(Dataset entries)
+===+

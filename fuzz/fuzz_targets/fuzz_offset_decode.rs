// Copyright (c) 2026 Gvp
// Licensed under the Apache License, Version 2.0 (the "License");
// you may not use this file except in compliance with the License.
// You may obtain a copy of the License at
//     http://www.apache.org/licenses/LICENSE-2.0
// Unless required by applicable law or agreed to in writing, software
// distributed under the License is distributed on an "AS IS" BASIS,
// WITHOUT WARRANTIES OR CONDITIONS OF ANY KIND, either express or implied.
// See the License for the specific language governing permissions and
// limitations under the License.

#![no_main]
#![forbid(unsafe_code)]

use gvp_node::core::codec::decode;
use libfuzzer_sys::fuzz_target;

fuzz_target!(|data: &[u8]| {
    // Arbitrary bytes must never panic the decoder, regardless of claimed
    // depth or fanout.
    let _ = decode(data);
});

+===+

*TO DO*: Among the entries above, the lines between the ones containing "Licensed under the" and "use libfuzzer_sys::fuzz_target;", inclusive, are to be transcribed exactly. No other line is to be given.

*REPLY TO THE EXERCISE*:
// Licensed under the Apache License, Version 2.0 (the "License");
// you may not use this file except in compliance with the License.
// You may obtain a copy of the License at
//     http://www.apache.org/licenses/LICENSE-2.0
// Unless required by applicable law or agreed to in writing, software
// distributed under the License is distributed on an "AS IS" BASIS,
// WITHOUT WARRANTIES OR CONDITIONS OF ANY KIND, either express or implied.
// See the License for the specific language governing permissions and
// limitations under the License.

#![no_main]
#![forbid(unsafe_code)]

use gvp_node::core::codec::decode;
use libfuzzer_sys::fuzz_target;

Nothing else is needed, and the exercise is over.